Fu allora una irruzione d'infanzia nella stanza. Fu prima sull'uscio un sospingersi tumultuoso di piccole teste che volevano sollevarsi le une su le altre per vedere, poi una esitazione, una timidità, una specie di meraviglia ingenua dinanzi alla maestra pallida pallida e scarna che i discepoli riconoscevano a pena.

Ma Giuliana sorrideva, sotto un turbamento improvviso di tutto il suo sangue; Giuliana li chiamava a sé, confondeva i loro nomi che le si affollavano alle labbra e tendeva loro le mani. A uno, a due, a tre, i bimbi si avanzavano, volevano prenderle le mani per metterci la bocca sopra, ridicevano le parole di augurio imparate a casa, ingoiando per la furia le sillabe.
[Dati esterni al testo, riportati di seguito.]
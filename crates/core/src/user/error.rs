//! User error types.

use atrium_shared::AppError;
use atrium_shared::types::UserId;
use thiserror::Error;
use validator::ValidationErrors;

use crate::auth::PasswordError;
use crate::avatar::AvatarError;
use crate::notification::NotificationError;
use crate::repository::RepositoryError;

/// User operation errors.
#[derive(Debug, Error)]
pub enum UserError {
    /// Request fields failed validation.
    #[error("{0}")]
    Validation(String),

    /// User not found.
    #[error("user not found: {0}")]
    NotFound(UserId),

    /// Another account already uses the email.
    #[error("email already registered: {0}")]
    EmailTaken(String),

    /// Password hashing failed.
    #[error(transparent)]
    Hashing(#[from] PasswordError),

    /// Avatar attachment failed.
    #[error(transparent)]
    Avatar(#[from] AvatarError),

    /// Notification could not be sent.
    #[error(transparent)]
    Notification(#[from] NotificationError),

    /// Repository operation failed.
    #[error(transparent)]
    Repository(RepositoryError),
}

impl From<ValidationErrors> for UserError {
    fn from(errors: ValidationErrors) -> Self {
        let mut messages: Vec<String> = errors
            .field_errors()
            .into_iter()
            .flat_map(|(field, errs)| {
                errs.iter().map(move |e| {
                    e.message
                        .as_ref()
                        .map_or_else(|| format!("{field} is invalid"), ToString::to_string)
                })
            })
            .collect();
        messages.sort();
        Self::Validation(messages.join("; "))
    }
}

impl From<UserError> for AppError {
    fn from(err: UserError) -> Self {
        match err {
            UserError::Validation(msg) => Self::Validation(msg),
            UserError::NotFound(id) => Self::NotFound(format!("user {id}")),
            UserError::EmailTaken(_) => Self::Conflict(err.to_string()),
            UserError::Hashing(e) => Self::Internal(e.to_string()),
            UserError::Avatar(e) => e.into(),
            UserError::Notification(e) => Self::ExternalService(e.to_string()),
            UserError::Repository(e) => Self::Database(e.to_string()),
        }
    }
}
//! Avatar types and data structures.

use atrium_shared::types::{AvatarId, UserId};
use bytes::Bytes;
use chrono::{DateTime, Utc};
use serde::{Deserialize, Serialize};

/// A stored avatar record.
#[derive(Debug, Clone, PartialEq, Eq, Serialize, Deserialize)]
pub struct Avatar {
    /// Avatar ID.
    pub id: AvatarId,
    /// Storage-relative path of the image.
    pub url: String,
    /// Whether the avatar is active.
    pub is_active: bool,
    /// Owner.
    pub user_id: UserId,
    /// Creation timestamp.
    pub created_at: DateTime<Utc>,
}

/// Input for creating an avatar record.
#[derive(Debug, Clone, PartialEq, Eq)]
pub struct NewAvatar {
    /// Pre-generated avatar ID.
    pub id: AvatarId,
    /// Storage-relative path of the image.
    pub url: String,
    /// Whether the avatar is active.
    pub is_active: bool,
    /// Owner whose avatar list receives the ID.
    pub user_id: UserId,
}

/// A file received with a request.
///
/// Lives only for the duration of that request.
#[derive(Debug, Clone)]
pub struct UploadedFile {
    /// Client-supplied file name.
    pub name: String,
    /// Declared content type, if the client sent one.
    pub content_type: Option<String>,
    /// File contents.
    pub bytes: Bytes,
}

impl UploadedFile {
    /// Create an uploaded file.
    #[must_use]
    pub fn new(name: impl Into<String>, content_type: Option<String>, bytes: Bytes) -> Self {
        Self {
            name: name.into(),
            content_type,
            bytes,
        }
    }

    /// Size in bytes.
    #[must_use]
    pub fn size(&self) -> u64 {
        self.bytes.len() as u64
    }

    /// Declared content type, or one guessed from the file extension.
    #[must_use]
    pub fn mime_type(&self) -> String {
        if let Some(declared) = self
            .content_type
            .as_deref()
            .map(str::trim)
            .filter(|c| !c.is_empty())
        {
            return declared.to_ascii_lowercase();
        }

        let extension = self
            .name
            .rsplit_once('.')
            .map(|(_, ext)| ext.to_ascii_lowercase());

        match extension.as_deref() {
            Some("png") => "image/png",
            Some("jpg" | "jpeg") => "image/jpeg",
            Some("gif") => "image/gif",
            Some("webp") => "image/webp",
            _ => "application/octet-stream",
        }
        .to_string()
    }
}
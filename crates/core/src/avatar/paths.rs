//! Destination paths for uploaded photos.

use std::path::PathBuf;

use atrium_shared::types::UserId;

use super::error::AvatarError;

/// Paths derived for one upload.
#[derive(Debug, Clone, PartialEq, Eq)]
pub struct PhotoPaths {
    /// Storage-relative path recorded on the avatar, e.g. `users/{id}/pic.png`.
    pub db_path: String,
    /// Absolute destination under the storage root.
    pub final_path: PathBuf,
    /// Storage-relative directory to create before writing, with trailing `/`.
    pub upload_dir: String,
}

/// Derives upload paths from a file name, an owner and a category.
///
/// The owner ID is always a path segment, so two users never share a
/// destination. The same owner uploading the same name twice lands on the
/// same path.
#[derive(Debug, Clone)]
pub struct PhotoPathBuilder {
    root: PathBuf,
}

impl PhotoPathBuilder {
    /// Create a builder rooted at the storage root directory.
    #[must_use]
    pub fn new(root: impl Into<PathBuf>) -> Self {
        Self { root: root.into() }
    }

    /// Derive the paths for `file_name` owned by `owner` in `category`.
    ///
    /// # Errors
    ///
    /// Returns [`AvatarError::InvalidCategory`] when the category is not a
    /// lowercase path segment and [`AvatarError::EmptyFileName`] when nothing
    /// usable is left of the file name.
    pub fn build(
        &self,
        file_name: &str,
        owner: UserId,
        category: &str,
    ) -> Result<PhotoPaths, AvatarError> {
        if !is_valid_category(category) {
            return Err(AvatarError::InvalidCategory(category.to_string()));
        }

        let name = sanitize_file_name(file_name).ok_or(AvatarError::EmptyFileName)?;

        let upload_dir = format!("{category}/{owner}/");
        let db_path = format!("{upload_dir}{name}");
        let final_path = self.root.join(category).join(owner.to_string()).join(&name);

        Ok(PhotoPaths {
            db_path,
            final_path,
            upload_dir,
        })
    }
}

fn is_valid_category(category: &str) -> bool {
    !category.is_empty()
        && category
            .bytes()
            .all(|b| b.is_ascii_lowercase() || b.is_ascii_digit() || b == b'_' || b == b'-')
}

/// Reduce a client-supplied name to a safe final path component.
///
/// Keeps the last component, replaces anything outside `[A-Za-z0-9._-]` with
/// `_` and strips leading dots. Returns `None` when nothing remains.
pub(crate) fn sanitize_file_name(file_name: &str) -> Option<String> {
    let last = file_name
        .rsplit(['/', '\\'])
        .next()
        .unwrap_or_default()
        .trim();

    let sanitized: String = last
        .chars()
        .map(|c| {
            if c.is_ascii_alphanumeric() || matches!(c, '.' | '_' | '-') {
                c
            } else {
                '_'
            }
        })
        .collect();

    let sanitized = sanitized.trim_start_matches('.');
    if sanitized.is_empty() {
        None
    } else {
        Some(sanitized.to_string())
    }
}
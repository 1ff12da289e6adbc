//! Database migration runner for Atrium.
//!
//! Usage:
//!   migrator up      - Run all pending migrations
//!   migrator down    - Rollback last migration
//!   migrator status  - Show migration status
//!   migrator fresh   - Drop all tables and re-run migrations
//!
//! The connection string is read from `DATABASE_URL`.

use atrium_db::migration::Migrator;
use sea_orm_migration::prelude::*;

#[tokio::main]
async fn main() {
    dotenvy::dotenv().ok();

    // The CLI sets up its own tracing.
    cli::run_cli(Migrator).await;
}
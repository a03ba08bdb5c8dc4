use serde::Serialize;

use crate::util::first_integer;

pub const DEFAULT_CONTAINER: &str = "mp4";

#[derive(Clone, Copy, Debug, PartialEq, Eq, Serialize)]
#[serde(rename_all = "snake_case")]
pub enum ProtocolKind {
  Direct,
  /// A variant playlist of an adaptive (m3u8) manifest.
  AdaptiveSegment,
}

#[derive(Clone, Debug, PartialEq, Eq, Serialize)]
pub struct Rendition {
  pub url: String,
  pub format_id: String,
  pub container: String,
  pub protocol: ProtocolKind,
  #[serde(skip_serializing_if = "Option::is_none")]
  pub height: Option<u32>,
  #[serde(skip_serializing_if = "Option::is_none")]
  pub bitrate_kbps: Option<u64>,
  /// Label text shown on the page, e.g. `720p`.
  #[serde(skip_serializing_if = "Option::is_none")]
  pub quality: Option<String>,
}

impl Rendition {
  pub fn direct(url: String, format_id: String) -> Self {
    Self {
      url,
      format_id,
      container: DEFAULT_CONTAINER.to_string(),
      protocol: ProtocolKind::Direct,
      height: None,
      bitrate_kbps: None,
      quality: None,
    }
  }

  /// Ranks renditions against each other: any height beats any
  /// bitrate, any bitrate beats a number read from the label (or the
  /// format id when there is no label).
  pub fn score(&self) -> Score {
    if let Some(height) = self.height {
      return Score::Height(height);
    }
    if let Some(kbps) = self.bitrate_kbps {
      return Score::Bitrate(kbps);
    }

    let label = self.quality.as_deref().unwrap_or(&self.format_id);
    Score::Label(first_integer(label).unwrap_or(0))
  }
}

// variant order is the tier order
#[derive(Clone, Copy, Debug, PartialEq, Eq, PartialOrd, Ord)]
pub enum Score {
  Label(u64),
  Bitrate(u64),
  Height(u32),
}

#[derive(Clone, Debug, Serialize)]
pub struct VideoInfo {
  pub id: String,
  pub title: String,
  pub thumbnail: Option<String>,
  pub formats: Vec<Rendition>,
}

/// Returns the highest scored rendition, the earliest one on ties.
pub fn select_best(renditions: &[Rendition]) -> Option<&Rendition> {
  renditions.iter().fold(None, |best, r| match best {
    Some(b) if b.score() >= r.score() => Some(b),
    _ => Some(r),
  })
}
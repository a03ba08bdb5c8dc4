use std::{
  path::{Path, PathBuf},
  process::Stdio,
};

use itertools::Itertools;
use tokio::process::Command;
use tracing::info;

use crate::{session::USER_AGENT, util::sanitize_filename, Error, Result};

pub const DEFAULT_FFMPEG: &str = "ffmpeg";

// lines of ffmpeg's stderr kept in the error
const STDERR_TAIL: usize = 5;

pub fn default_output(title: &str) -> PathBuf {
  PathBuf::from(format!("{}.mp4", sanitize_filename(title)))
}

/// Request headers in ffmpeg's `-headers` format. The cdn wants at
/// least a referer.
pub fn header_block(cookie: Option<&str>, referer: Option<&str>) -> String {
  [
    Some(("User-Agent", USER_AGENT)),
    cookie.map(|c| ("Cookie", c)),
    referer.map(|r| ("Referer", r)),
  ]
  .into_iter()
  .flatten()
  .map(|(name, value)| format!("{name}: {value}\r\n"))
  .join("")
}

/// Remuxes `media_url` into `output` without re-encoding.
pub async fn ffmpeg(
  ffmpeg: &str,
  media_url: &str,
  output: &Path,
  headers: &str,
) -> Result<()> {
  info!("running {ffmpeg} for {}", output.display());

  let result = Command::new(ffmpeg)
    .arg("-headers")
    .arg(headers)
    .arg("-i")
    .arg(media_url)
    .args(["-c", "copy", "-bsf:a", "aac_adtstoasc"])
    .arg(output)
    .stdin(Stdio::null())
    .stdout(Stdio::null())
    .stderr(Stdio::piped())
    .output()
    .await?;

  if !result.status.success() {
    let stderr = String::from_utf8_lossy(&result.stderr);
    let lines: Vec<_> = stderr.lines().collect();
    let tail = lines[lines.len().saturating_sub(STDERR_TAIL)..].join("\n");
    return Err(Error::Ffmpeg(format!("{}: {tail}", result.status)));
  }

  info!("saved {}", output.display());
  Ok(())
}
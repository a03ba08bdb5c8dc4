use thiserror::Error;

pub type Result<T, E = Error> = std::result::Result<T, E>;

#[derive(Error, Debug)]
pub enum Error {
  #[error("unknown keystream algorithm: {0}")]
  UnknownAlgorithm(u8),
  #[error("no metadata found in page")]
  NoMetadata,
  #[error("no playable formats found")]
  NoFormats,
  #[error("video unavailable: {0}")]
  ClosedVideo(String),
  #[error("unsupported url {0}: {1}")]
  UnsupportedURL(String, &'static str),
  #[error("invalid html: {0}")]
  InvalidHTML(&'static str),
  #[error("http error: {0}")]
  Http(#[from] reqwest::Error),
  #[error("json error: {0}")]
  Json(#[from] serde_json::Error),
  #[error("invalid url: {0}")]
  Url(#[from] url::ParseError),
  #[error("io error: {0}")]
  IO(#[from] std::io::Error),
  #[error("ffmpeg failed: {0}")]
  Ffmpeg(String),
}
- No, no, non più! - esclamava Giuliana, sopraffatta, ma abbandonando le mani a quelle bocche tiepide e molli. Si sentiva quasi mancare.

- Camilla, tienili, tienili.

Ogni bimbo recava un dono: erano fiori, erano frutta. Le violette avevano subito sparso il profumo nell'aria, e in quel profumo, in quella luce tutte quelle faccie infantili invermigliate dal buon sangue plebeo sorridevano.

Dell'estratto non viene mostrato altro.